La atención de Ralston volvía a estar centrada en su hermana.

—Si continúas con este comportamiento ridículo, te casarás con quien yo te diga, hermana.

—Me prometiste… —empezó Juliana.

—Sí, pero cuando te hice esa promesa no tenías por costumbre que te acosaran en los jardines. —La impaciencia tiñó el tono de Ralston—. ¿Quién te ha hecho eso?

—Nadie.

La respuesta, demasiado rápida, quedó colgada en el aire.

¿Por qué se negaba a revelar la identidad de su asaltante? Tal vez no deseaba tratar un tema tan personal delante de Simon, pero ¿por qué no con su hermano?

¿Por qué no permitía que el culpable recibiera su merecido?

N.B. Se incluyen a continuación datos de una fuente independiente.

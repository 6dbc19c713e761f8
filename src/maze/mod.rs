use log::{debug, warn};
use rand::rngs::StdRng;
use serde::Serialize;

use crate::constants::{MAX_GENERATION_ATTEMPTS, MIN_MAZE_SIDE};
use crate::rng::{default_source, RandomSource, Rng};
use crate::types::{CellKind, MazeSnapshot, Vec2};

mod carve;
mod difficulty;
mod run;
mod solver;

pub use self::run::{MazeRun, MoveOutcome};

use self::carve::{carve_passages, create_loops};
use self::difficulty::meets_difficulty;
use self::solver::{cell_at, is_passable, shortest_path};

#[derive(Clone, Debug)]
pub struct MazeOptions {
    pub max_attempts: usize,
}

impl Default for MazeOptions {
    fn default() -> Self {
        Self {
            max_attempts: MAX_GENERATION_ATTEMPTS,
        }
    }
}

#[derive(Clone, Copy, Debug, PartialEq, Eq, Serialize)]
pub struct GenerationReport {
    pub attempts: usize,
    pub satisfied: bool,
    #[serde(rename = "solutionLength")]
    pub solution_length: usize,
    pub loops: usize,
}

#[derive(Clone, Debug)]
pub struct MazeEngine<R = StdRng> {
    rng: R,
    options: MazeOptions,
    width: usize,
    height: usize,
    grid: Vec<Vec<CellKind>>,
}

impl MazeEngine<StdRng> {
    pub fn new() -> Self {
        Self::with_rng(default_source())
    }
}

impl Default for MazeEngine<StdRng> {
    fn default() -> Self {
        Self::new()
    }
}

impl MazeEngine<Rng> {
    pub fn with_seed(seed: u32) -> Self {
        Self::with_rng(Rng::new(seed))
    }
}

impl<R: RandomSource> MazeEngine<R> {
    pub fn with_rng(rng: R) -> Self {
        Self::with_options(rng, MazeOptions::default())
    }

    pub fn with_options(rng: R, options: MazeOptions) -> Self {
        Self {
            rng,
            options,
            width: 0,
            height: 0,
            grid: Vec::new(),
        }
    }

    pub fn generate(&mut self, width: usize, height: usize) -> &[Vec<CellKind>] {
        self.build(width, height);
        &self.grid
    }

    /// Rejection-samples mazes until one has a long enough solution and no
    /// wall-free interior row or column. Gives up after `max_attempts` and
    /// keeps the last candidate.
    pub fn generate_validated(&mut self, width: usize, height: usize) -> GenerationReport {
        let max_attempts = self.options.max_attempts.max(1);
        let mut report = GenerationReport {
            attempts: 0,
            satisfied: false,
            solution_length: 0,
            loops: 0,
        };

        while report.attempts < max_attempts {
            report.attempts += 1;
            report.loops = self.build(width, height);
            report.solution_length = self.find_solution().map(|path| path.len()).unwrap_or(0);
            if meets_difficulty(&self.grid, self.width, self.height, report.solution_length) {
                report.satisfied = true;
                break;
            }
            debug!(
                "maze {}x{} attempt {} rejected: solution={} cells",
                self.width, self.height, report.attempts, report.solution_length
            );
        }

        if !report.satisfied {
            warn!(
                "maze {}x{} kept after {} attempts without meeting difficulty",
                self.width, self.height, report.attempts
            );
        }
        report
    }

    fn build(&mut self, width: usize, height: usize) -> usize {
        let width = normalize_side(width);
        let height = normalize_side(height);
        let mut grid = vec![vec![CellKind::Wall; width]; height];

        carve_passages(&mut grid, width, height, &mut self.rng);
        let loops = create_loops(&mut grid, width, height, &mut self.rng);
        grid[1][1] = CellKind::Start;
        grid[height - 2][width - 2] = CellKind::Goal;

        self.width = width;
        self.height = height;
        self.grid = grid;
        loops
    }

    pub fn width(&self) -> usize {
        self.width
    }

    pub fn height(&self) -> usize {
        self.height
    }

    pub fn grid(&self) -> &[Vec<CellKind>] {
        &self.grid
    }

    pub fn cell(&self, x: i32, y: i32) -> Option<CellKind> {
        cell_at(&self.grid, x, y)
    }

    pub fn find_cell(&self, kind: CellKind) -> Option<Vec2> {
        self.grid.iter().enumerate().find_map(|(y, row)| {
            row.iter()
                .position(|cell| *cell == kind)
                .map(|x| Vec2::new(x as i32, y as i32))
        })
    }

    pub fn start(&self) -> Option<Vec2> {
        self.find_cell(CellKind::Start)
    }

    pub fn goal(&self) -> Option<Vec2> {
        self.find_cell(CellKind::Goal)
    }

    pub fn is_valid_move(&self, x: i32, y: i32) -> bool {
        is_passable(&self.grid, x, y)
    }

    pub fn is_goal(&self, x: i32, y: i32) -> bool {
        self.cell(x, y) == Some(CellKind::Goal)
    }

    pub fn find_solution(&self) -> Option<Vec<Vec2>> {
        let start = self.start()?;
        let goal = self.goal()?;
        shortest_path(&self.grid, start, goal)
    }

    pub fn find_path(&self, from_x: i32, from_y: i32, to_x: i32, to_y: i32) -> Option<Vec<Vec2>> {
        shortest_path(&self.grid, Vec2::new(from_x, from_y), Vec2::new(to_x, to_y))
    }

    pub fn render(&self) -> Vec<String> {
        self.grid
            .iter()
            .map(|row| row.iter().map(|cell| cell.glyph()).collect())
            .collect()
    }

    pub fn snapshot(&self) -> MazeSnapshot {
        MazeSnapshot {
            width: self.width,
            height: self.height,
            start: self.start().unwrap_or(Vec2::new(1, 1)),
            goal: self
                .goal()
                .unwrap_or(Vec2::new(self.width as i32 - 2, self.height as i32 - 2)),
            tiles: self.render(),
        }
    }
}

fn normalize_side(side: usize) -> usize {
    let side = side.max(MIN_MAZE_SIDE);
    if side % 2 == 0 {
        side + 1
    } else {
        side
    }
}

—No soy estúpido, Juliana. —Ralston reanudó su deambular—. ¿Por qué no me lo dices?

—Lo único que debes saber es que me defendí.

Los dos hombres se quedaron de piedra. Simon no pudo contenerse.

—¿De qué modo se defendió?

Juliana hizo una pausa, y entonces se rodeó la muñeca amoratada con una mano, lo que hizo que el duque se preguntara si se habría hecho un esguince.

—Lo golpeé.

—¿Dónde? —replicó Ralston.

—En los jardines.

El marqués levantó la vista al techo, y Simon sintió lástima por él.

—Creo que su hermano le preguntaba en qué parte de su anatomía golpeó a su atacante.

—Ah. En la nariz. —Se produjo un silencio provocado por el aturdimiento general, y entonces Juliana añadió a la defensiva—: ¡Se lo merecía!

—Por supuesto que sí —convino Ralston—. Ahora dime su nombre y me encargaré de rematarlo.

—No.

—Juliana, un golpe de mujer no es castigo suficiente para una ofensa semejante.

Ella miró a su hermano con los ojos entrecerrados.

—¿De veras? Pues para ser solo un golpe de mujer, le provocó una considerable hemorragia, Gabriel.

Simon parpadeó.

—Le hizo sangrar por la nariz.

Juliana esbozó una sonrisa presumida.

—Y eso no fue lo único que le hice.

Por supuesto que no.

—No sé si preguntar… —azuzó Simon.

Juliana lo miró primero a él y después a su hermano. ¿Se había sonrojado?

—¿Qué hiciste?

—Lo… golpeé… en otra parte.

—¿Dónde?

—En su… —Juliana vaciló, torció los labios mientras buscaba la palabra adecuada y lo dejó estar—. En su inguine.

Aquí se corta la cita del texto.